Abelson murine leukaemia virus transformation involves loss of epidermal growth factor-binding sites.

Abstract

Malignant transformation by mammalian RNA sarcoma viruses has previously been shown to involve a reduction in receptor sites for a well characterized 6,000-molecular weight (MW) growth-promoting substance, designated epidermal growth factor (EGF). Although Abelson murine leukaemia virus (AbLV) resembles sarcoma viruses in its ability to transform embryo fibroblasts in cell culture, AbLV induces a rapid B-cell lymphoid leukaemia rather than fibrosarcomas in vivo. The major translational product of AbLV is a highly phosphorylated polyprotein of MW 120,000 which exhibits an associated tyrosine-specific protein kinase activity and probable transforming function. We show here that AbLV transformation resembles transformation by RNA sarcoma viruses with respect to the abolition of EGF-binding sites.
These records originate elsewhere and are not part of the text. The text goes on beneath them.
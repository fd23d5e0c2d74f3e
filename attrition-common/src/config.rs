//! Bootstrap configuration loading and artifact path resolution
//!
//! Settings sources, highest priority first:
//! 1. Command-line arguments (applied by the binary via [`TomlConfig::apply_overrides`])
//! 2. Environment variables (read by clap alongside the arguments)
//! 3. TOML configuration file
//! 4. Built-in defaults (code constants below)

use crate::{Error, Result};
use serde::Deserialize;
use std::path::{Path, PathBuf};
use tracing::{info, warn};

/// Config file looked up in the working directory when none is given
pub const DEFAULT_CONFIG_FILE: &str = "attrition.toml";

/// Bootstrap configuration loaded from TOML file
///
/// Read once at startup; the service must restart to pick up changes.
#[derive(Debug, Clone, Deserialize)]
pub struct TomlConfig {
    /// Interface to bind
    #[serde(default = "default_host")]
    pub host: String,

    /// HTTP server port
    #[serde(default = "default_port")]
    pub port: u16,

    /// First directory searched for model artifacts; its parent is the fallback
    #[serde(default = "default_artifact_dir")]
    pub artifact_dir: PathBuf,

    /// Trained classifier file name
    #[serde(default = "default_model_file")]
    pub model_file: String,

    /// Trained preprocessor file name
    #[serde(default = "default_preprocessor_file")]
    pub preprocessor_file: String,

    /// Origins allowed to call the API from a browser
    #[serde(default = "default_cors_origins")]
    pub cors_origins: Vec<String>,

    /// Upper bound on an uploaded request body
    #[serde(default = "default_max_upload_bytes")]
    pub max_upload_bytes: usize,

    /// Logging configuration (optional)
    #[serde(default)]
    pub logging: LoggingConfig,
}

/// Logging configuration
#[derive(Debug, Clone, Deserialize)]
pub struct LoggingConfig {
    /// Log level (trace, debug, info, warn, error)
    #[serde(default = "default_log_level")]
    pub level: String,
}

impl Default for LoggingConfig {
    fn default() -> Self {
        Self {
            level: default_log_level(),
        }
    }
}

impl Default for TomlConfig {
    fn default() -> Self {
        Self {
            host: default_host(),
            port: default_port(),
            artifact_dir: default_artifact_dir(),
            model_file: default_model_file(),
            preprocessor_file: default_preprocessor_file(),
            cors_origins: default_cors_origins(),
            max_upload_bytes: default_max_upload_bytes(),
            logging: LoggingConfig::default(),
        }
    }
}

fn default_host() -> String {
    "0.0.0.0".to_string()
}

fn default_port() -> u16 {
    8000
}

fn default_artifact_dir() -> PathBuf {
    PathBuf::from("backend")
}

fn default_model_file() -> String {
    "best_attrition_model.json".to_string()
}

fn default_preprocessor_file() -> String {
    "preprocessor.json".to_string()
}

fn default_cors_origins() -> Vec<String> {
    vec![
        "http://localhost:3000".to_string(),
        "http://localhost:5173".to_string(),
    ]
}

fn default_max_upload_bytes() -> usize {
    50 * 1024 * 1024
}

fn default_log_level() -> String {
    "info".to_string()
}

impl TomlConfig {
    /// Parse configuration from TOML text
    pub fn from_toml_str(content: &str) -> Result<Self> {
        toml::from_str(content).map_err(|e| Error::Config(format!("Parse TOML failed: {}", e)))
    }

    /// Load configuration
    ///
    /// An explicitly named file must exist. Without one, `attrition.toml`
    /// in the working directory is used when present, else built-in defaults.
    pub fn load(explicit: Option<&Path>) -> Result<Self> {
        let path = match explicit {
            Some(path) => {
                if !path.exists() {
                    return Err(Error::Config(format!(
                        "Config file not found: {}",
                        path.display()
                    )));
                }
                path.to_path_buf()
            }
            None => {
                let fallback = PathBuf::from(DEFAULT_CONFIG_FILE);
                if !fallback.exists() {
                    info!("No config file found, using built-in defaults");
                    return Ok(Self::default());
                }
                fallback
            }
        };

        let content = std::fs::read_to_string(&path)
            .map_err(|e| Error::Config(format!("Read TOML failed: {}", e)))?;
        let config = Self::from_toml_str(&content)?;
        info!("Loaded configuration from {}", path.display());
        Ok(config)
    }

    /// Apply command-line / environment overrides on top of file values
    pub fn apply_overrides(
        &mut self,
        host: Option<String>,
        port: Option<u16>,
        artifact_dir: Option<PathBuf>,
    ) {
        if let Some(host) = host {
            self.host = host;
        }
        if let Some(port) = port {
            self.port = port;
        }
        if let Some(dir) = artifact_dir {
            self.artifact_dir = dir;
        }
    }

    /// Candidate directories for artifacts: the configured one, then its parent
    pub fn artifact_candidates(&self) -> Vec<PathBuf> {
        let mut dirs = vec![self.artifact_dir.clone()];
        match self.artifact_dir.parent() {
            Some(parent) if !parent.as_os_str().is_empty() => dirs.push(parent.to_path_buf()),
            // "backend" has an empty parent; fall back to the working directory
            Some(_) => dirs.push(PathBuf::from(".")),
            None => {}
        }
        dirs
    }

    /// Resolved classifier artifact path
    pub fn model_path(&self) -> Result<PathBuf> {
        resolve_artifact(&self.artifact_candidates(), &self.model_file)
    }

    /// Resolved preprocessor artifact path
    pub fn preprocessor_path(&self) -> Result<PathBuf> {
        resolve_artifact(&self.artifact_candidates(), &self.preprocessor_file)
    }
}

/// Find `file_name` in the first candidate directory that contains it
pub fn resolve_artifact(candidates: &[PathBuf], file_name: &str) -> Result<PathBuf> {
    let mut last_tried = None;
    for dir in candidates {
        let path = dir.join(file_name);
        if path.exists() {
            return Ok(path);
        }
        warn!("Artifact {} not found at {}", file_name, path.display());
        last_tried = Some(path);
    }

    let tried = last_tried
        .map(|p| p.display().to_string())
        .unwrap_or_else(|| file_name.to_string());
    Err(Error::Artifact(format!("{} not found at {}", file_name, tried)))
}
EGF binding is restored to control levels following loss of polyprotein expression in morphological revertants of AbLV-transformed clones and remains uninfluenced in cell lines infected with transformation-defective (td) AbLV mutants encoding polyproteins deficient in protein kinase activity. These findings indicate that AbLV transformation involves a polyprotein-associated, tyrosine-specific protein kinase activity which mediates its effect through a mechanism resulting directly or indirectly in the abolition of EGF-binding sites.